Except the postboxes were in the front yard, and they were in the first floor hallway. Beyond the lobby, even. In the small hallway that led to only one room, so not many misunderstandings possible there.

'I'm sorry,' I stuttered. Was I scared of a kid? Nope, but I was a little worried about where things were going to go. The flowers were obviously poking out behind me. "I'm just - '

He didn't interrupt me. Or ask me anything. I kind of expected a "who are you" somewhere in there, or "what are you doing here" or even the blunt "are you dating my mother"? - though I was hoping to avoid the last one. He didn't seem too concerned either, though he was in the more advantageous position, blocking my escape route. Of course, if I was the villain (not that there is a villain in this tale, mind you), when (or if) his mother opened the door, i could take her hostage.

Except I know him better now and am fairly sure I'd have bruised ribs and a knocked head - or worse - if I looked like I was going to try that. That unthreatening stance is tricky and tends to catch people out. But you just don't expect an eleven year old to be any match at all against a grown man -

But how was I supposed to know that Kimura Tomoko's child - or children, as it was - weren't normal eleven year olds at all?

So, anyway. The boy in the hallway, and there was me trying to stutter through an explanation that didn't say anything at all while he waited patiently. Or not patiently, but he waited anyway. Until he decided it just wasn't worth waiting anymore or he was simply tired of waiting, but the question was: 'Are you here visiting Mum?' Which implied he had a bit of an idea of who I was already.

Except I wasn't visiting. I was trying to leave a bunch of flowers and surely he hadn't missed in front of the door.

'Mum's not home,' he continued.

My face might have fallen. 'Well… can you make sure she gets those?' I gesture to the flowers, then totter a few steps. He doesn't move aside, though he gave a little shrug and nod.

It was awkward. My face was getting redder because here I was, telling the son to give red flowers to his mother from a man that wasn't his father, and he was barely batting an eyelash. Of course, Tomoko had been divorced for a long time so maybe he was used to admirers coming after his mother. Or maybe he did want a step-father. Not really the sort of stuff you talk about on first dates. Then again, i guess previous marriages aren't either, but Tomoko made sure I knew what I was getting into before I took her out. Or, that was the idea anyway.

She didn't mention how awkward it would become with the son around.

'Do you want to come in?'

It took me a moment to realise he was talking to me.

'You shouldn't invite strangers in.' At least I managed not to stutter that.

He shrugged though. 'Didn't you take my mother out on a date yesterday? I don't think that's much of a stranger.'

'Two days ago, actually,' I correct, wondering how he managed to get the date wrong. Unless Tomoko had been on a different date, and that thought shot my confidence down a few more notches. Not that there was anything wrong with a single, uncommitted woman going on separate dates with different people.

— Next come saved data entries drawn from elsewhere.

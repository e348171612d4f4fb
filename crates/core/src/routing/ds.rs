// Copyright 2025 Irreducible Inc.

use condnet_graph::{GraphBuilder, NodeId};

use super::BranchPolicy;
use crate::error::Error;

/// `π_tr = ε/n + (1 − ε)·softmax(scores)`, `π_ev = onehot(argmax(scores))`.
pub(super) fn branch_policy(
	builder: &mut GraphBuilder,
	scores: NodeId,
	n_branches: usize,
	epsilon: f32,
) -> Result<BranchPolicy, Error> {
	let soft = builder.softmax_rows(scores)?;
	let mixed = builder.scale(soft, 1.0 - epsilon)?;
	Ok(BranchPolicy {
		pi_tr: builder.offset(mixed, epsilon / n_branches as f32)?,
		pi_ev: builder.one_hot_argmax(scores)?,
	})
}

'And if you hadn't, you would have agreed with yesterday.' He brushed past me to unlock the door, then invited me in again. He'd carefully sidestepped the roses, so I picked them up and followed him inside, still wondering if that was a good idea even if I seemed to have passed a test i hadn't even know I was undertaking.

Which is another problem, similar to when you date girls or womens with siblings with a sibling complex, but you think you've avoided that when the woman's old enough to have an eleven year old child - except the child can just as easily pick up that role, and you can't even dodge them like the sibling because the kid will be living with the pair of you if you ever get married and, unlike a sibling, the mother can't just ignore the child's opinion on the matter, and neither can you if you want to marry the woman.

Though this was after the first date and really too early to be thinking about that stuff because all i'd been trying to do was getting a second date.